+++ RECORDED DATA +++
//! Line protocol spoken with game-engine processes.
//!
//! Engines write one UTF-8 line per decision point. A protocol line is a JSON object:
//!
//! ```text
//! {"state": [0.0, 2.0, 4.0], "current_phase": 0, "reward": 1.5, "done": 0, "score": [12.0, 9.0]}
//! ```
//!
//! `state` is the observation fed to the policy, `current_phase` selects the policy
//! sub-network, and a truthy `done` ends the episode with the per-player `score` list
//! (agent first). Engines that terminate in plain text instead print a line containing a
//! marker such as `RACED DISTANCE: 1234.5`; the number after the last `:` or `=` is the
//! score.
//!
//! Scores and rewards must be finite; `NaN` or `inf` makes the line noise.
//!
//! Anything else is console noise. Engines routinely print diagnostics before their
//! first JSON line, so [`LineDecoder::decode`] returns `None` for such lines instead of
//! failing.
//!
//! The controller answers each observation with one line of whitespace-separated
//! numbers, one per output of the current phase (see [`encode_action`]).

use serde::Deserialize;

/// Game state reported by an engine at one decision point.
#[derive(Debug, Clone, PartialEq)]
pub struct Observation {
    /// Flattened state vector fed to the policy.
    pub state: Vec<f64>,
    /// Active game phase; selects the policy sub-network and output size.
    pub phase: usize,
    /// Reward for the previous action, when the engine reports one.
    pub reward: Option<f64>,
}

/// A well-formed line received from an engine.
#[derive(Debug, Clone, PartialEq, derive_more::IsVariant)]
pub enum Record {
    /// The engine waits for an action.
    Observation(Observation),
    /// The episode is over. Scores are per player, agent first.
    Terminal { scores: Vec<f64> },
}

#[derive(Debug, Deserialize)]
struct WireRecord {
    state: Option<Vec<f64>>,
    current_phase: Option<usize>,
    reward: Option<f64>,
    done: Option<WireFlag>,
    score: Option<WireScore>,
}

#[derive(Debug, Deserialize)]
#[serde(untagged)]
enum WireFlag {
    Bool(bool),
    Number(f64),
}

impl WireFlag {
    fn is_set(&self) -> bool {
        match self {
            WireFlag::Bool(b) => *b,
            WireFlag::Number(n) => *n != 0.0,
        }
    }
}

// Some engines serialize numbers as strings.
#[derive(Debug, Deserialize)]
#[serde(untagged)]
enum WireNumber {
    Number(f64),
    Text(String),
}

impl WireNumber {
    fn value(&self) -> Option<f64> {
        match self {
            WireNumber::Number(n) => Some(*n).filter(|n| n.is_finite()),
            WireNumber::Text(s) => parse_finite(s),
        }
    }
}

fn parse_finite(s: &str) -> Option<f64> {
    s.trim().parse::<f64>().ok().filter(|n| n.is_finite())
}

#[derive(Debug, Deserialize)]
#[serde(untagged)]
enum WireScore {
    One(WireNumber),
    Many(Vec<WireNumber>),
}

impl WireScore {
    fn values(&self) -> Option<Vec<f64>> {
        match self {
            WireScore::One(n) => n.value().map(|v| vec![v]),
            WireScore::Many(ns) => ns.iter().map(WireNumber::value).collect(),
        }
    }
}

impl WireRecord {
    fn into_record(self) -> Option<Record> {
        if self.done.as_ref().is_some_and(WireFlag::is_set) {
            let scores = match &self.score {
                Some(score) => score.values()?,
                None => vec![],
            };
            return Some(Record::Terminal { scores });
        }
        Some(Record::Observation(Observation {
            state: self.state?,
            phase: self.current_phase.unwrap_or(0),
            reward: self.reward,
        }))
    }
}

/// Decodes engine output lines into [`Record`]s.
///
/// Holds the plain-text terminal markers of one game (may be empty for engines that
/// only terminate through the JSON `done` flag).
#[derive(Debug, Clone, Default)]
pub struct LineDecoder {
    terminal_markers: Vec<String>,
}

impl LineDecoder {
    /// Creates a decoder recognizing the given plain-text terminal markers.
    pub fn new<I>(terminal_markers: I) -> Self
    where
        I: IntoIterator,
        I::Item: Into<String>,
    {
        Self {
            terminal_markers: terminal_markers.into_iter().map(Into::into).collect(),
        }
    }

    /// Returns the plain-text terminal markers.
    #[must_use]
    pub fn terminal_markers(&self) -> &[String] {
        &self.terminal_markers
    }

    /// Decodes one line, returning `None` for console noise.
    ///
    /// # Examples
    ///
    /// ```
    /// use evoplay_engine::protocol::{LineDecoder, Record};
    ///
    /// let decoder = LineDecoder::new(["RACED DISTANCE"]);
    /// assert_eq!(
    ///     decoder.decode("RACED DISTANCE: 1200.5"),
    ///     Some(Record::Terminal { scores: vec![1200.5] }),
    /// );
    /// assert_eq!(decoder.decode("loading track..."), None);
    /// ```
    #[must_use]
    pub fn decode(&self, line: &str) -> Option<Record> {
        let line = line.trim();
        if line.starts_with('{')
            && let Some(record) = serde_json::from_str::<WireRecord>(line)
                .ok()
                .and_then(WireRecord::into_record)
        {
            return Some(record);
        }
        self.decode_marker(line)
    }

    fn decode_marker(&self, line: &str) -> Option<Record> {
        if !self
            .terminal_markers
            .iter()
            .any(|marker| line.contains(marker.as_str()))
        {
            return None;
        }
        let score = parse_finite(line.rsplit([':', '=']).next()?)?;
        Some(Record::Terminal {
            scores: vec![score],
        })
    }
}

/// Encodes an action vector as one protocol line (without the trailing newline).
///
/// # Examples
///
/// ```
/// use evoplay_engine::protocol::encode_action;
///
/// assert_eq!(encode_action(&[0.5, 1.0, -2.25]), "0.5 1 -2.25");
/// ```
#[must_use]
pub fn encode_action(action: &[f64]) -> String {
    action
        .iter()
        .map(f64::to_string)
        .collect::<Vec<_>>()
        .join(" ")
}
+++
Reproduce the listing above exactly, in its entirety.

//! Line protocol spoken with game-engine processes.
//!
//! Engines write one UTF-8 line per decision point. A protocol line is a JSON object:
//!
//! ```text
//! {"state": [0.0, 2.0, 4.0], "current_phase": 0, "reward": 1.5, "done": 0, "score": [12.0, 9.0]}
//! ```
//!
//! `state` is the observation fed to the policy, `current_phase` selects the policy
//! sub-network, and a truthy `done` ends the episode with the per-player `score` list
//! (agent first). Engines that terminate in plain text instead print a line containing a
//! marker such as `RACED DISTANCE: 1234.5`; the number after the last `:` or `=` is the
//! score.
//!
//! Scores and rewards must be finite; `NaN` or `inf` makes the line noise.
//!
//! Anything else is console noise. Engines routinely print diagnostics before their
//! first JSON line, so [`LineDecoder::decode`] returns `None` for such lines instead of
//! failing.
//!
//! The controller answers each observation with one line of whitespace-separated
//! numbers, one per output of the current phase (see [`encode_action`]).

use serde::Deserialize;

/// Game state reported by an engine at one decision point.
#[derive(Debug, Clone, PartialEq)]
pub struct Observation {
    /// Flattened state vector fed to the policy.
    pub state: Vec<f64>,
    /// Active game phase; selects the policy sub-network and output size.
    pub phase: usize,
    /// Reward for the previous action, when the engine reports one.
    pub reward: Option<f64>,
}

/// A well-formed line received from an engine.
#[derive(Debug, Clone, PartialEq, derive_more::IsVariant)]
pub enum Record {
    /// The engine waits for an action.
    Observation(Observation),
    /// The episode is over. Scores are per player, agent first.
    Terminal { scores: Vec<f64> },
}

#[derive(Debug, Deserialize)]
struct WireRecord {
    state: Option<Vec<f64>>,
    current_phase: Option<usize>,
    reward: Option<f64>,
    done: Option<WireFlag>,
    score: Option<WireScore>,
}

#[derive(Debug, Deserialize)]
#[serde(untagged)]
enum WireFlag {
    Bool(bool),
    Number(f64),
}

impl WireFlag {
    fn is_set(&self) -> bool {
        match self {
            WireFlag::Bool(b) => *b,
            WireFlag::Number(n) => *n != 0.0,
        }
    }
}

// Some engines serialize numbers as strings.
#[derive(Debug, Deserialize)]
#[serde(untagged)]
enum WireNumber {
    Number(f64),
    Text(String),
}

impl WireNumber {
    fn value(&self) -> Option<f64> {
        match self {
            WireNumber::Number(n) => Some(*n).filter(|n| n.is_finite()),
            WireNumber::Text(s) => parse_finite(s),
        }
    }
}

fn parse_finite(s: &str) -> Option<f64> {
    s.trim().parse::<f64>().ok().filter(|n| n.is_finite())
}

#[derive(Debug, Deserialize)]
#[serde(untagged)]
enum WireScore {
    One(WireNumber),
    Many(Vec<WireNumber>),
}

impl WireScore {
    fn values(&self) -> Option<Vec<f64>> {
        match self {
            WireScore::One(n) => n.value().map(|v| vec![v]),
            WireScore::Many(ns) => ns.iter().map(WireNumber::value).collect(),
        }
    }
}

impl WireRecord {
    fn into_record(self) -> Option<Record> {
        if self.done.as_ref().is_some_and(WireFlag::is_set) {
            let scores = match &self.score {
                Some(score) => score.values()?,
                None => vec![],
            };
            return Some(Record::Terminal { scores });
        }
        Some(Record::Observation(Observation {
            state: self.state?,
            phase: self.current_phase.unwrap_or(0),
            reward: self.reward,
        }))
    }
}

/// Decodes engine output lines into [`Record`]s.
///
/// Holds the plain-text terminal markers of one game (may be empty for engines that
/// only terminate through the JSON `done` flag).
#[derive(Debug, Clone, Default)]
pub struct LineDecoder {
    terminal_markers: Vec<String>,
}

impl LineDecoder {
    /// Creates a decoder recognizing the given plain-text terminal markers.
    pub fn new<I>(terminal_markers: I) -> Self
    where
        I: IntoIterator,
        I::Item: Into<String>,
    {
        Self {
            terminal_markers: terminal_markers.into_iter().map(Into::into).collect(),
        }
    }

    /// Returns the plain-text terminal markers.
    #[must_use]
    pub fn terminal_markers(&self) -> &[String] {
        &self.terminal_markers
    }

    /// Decodes one line, returning `None` for console noise.
    ///
    /// # Examples
    ///
    /// ```
    /// use evoplay_engine::protocol::{LineDecoder, Record};
    ///
    /// let decoder = LineDecoder::new(["RACED DISTANCE"]);
    /// assert_eq!(
    ///     decoder.decode("RACED DISTANCE: 1200.5"),
    ///     Some(Record::Terminal { scores: vec![1200.5] }),
    /// );
    /// assert_eq!(decoder.decode("loading track..."), None);
    /// ```
    #[must_use]
    pub fn decode(&self, line: &str) -> Option<Record> {
        let line = line.trim();
        if line.starts_with('{')
            && let Some(record) = serde_json::from_str::<WireRecord>(line)
                .ok()
                .and_then(WireRecord::into_record)
        {
            return Some(record);
        }
        self.decode_marker(line)
    }

    fn decode_marker(&self, line: &str) -> Option<Record> {
        if !self
            .terminal_markers
            .iter()
            .any(|marker| line.contains(marker.as_str()))
        {
            return None;
        }
        let score = parse_finite(line.rsplit([':', '=']).next()?)?;
        Some(Record::Terminal {
            scores: vec![score],
        })
    }
}

/// Encodes an action vector as one protocol line (without the trailing newline).
///
/// # Examples
///
/// ```
/// use evoplay_engine::protocol::encode_action;
///
/// assert_eq!(encode_action(&[0.5, 1.0, -2.25]), "0.5 1 -2.25");
/// ```
#[must_use]
pub fn encode_action(action: &[f64]) -> String {
    action
        .iter()
        .map(f64::to_string)
        .collect::<Vec<_>>()
        .join(" ")
}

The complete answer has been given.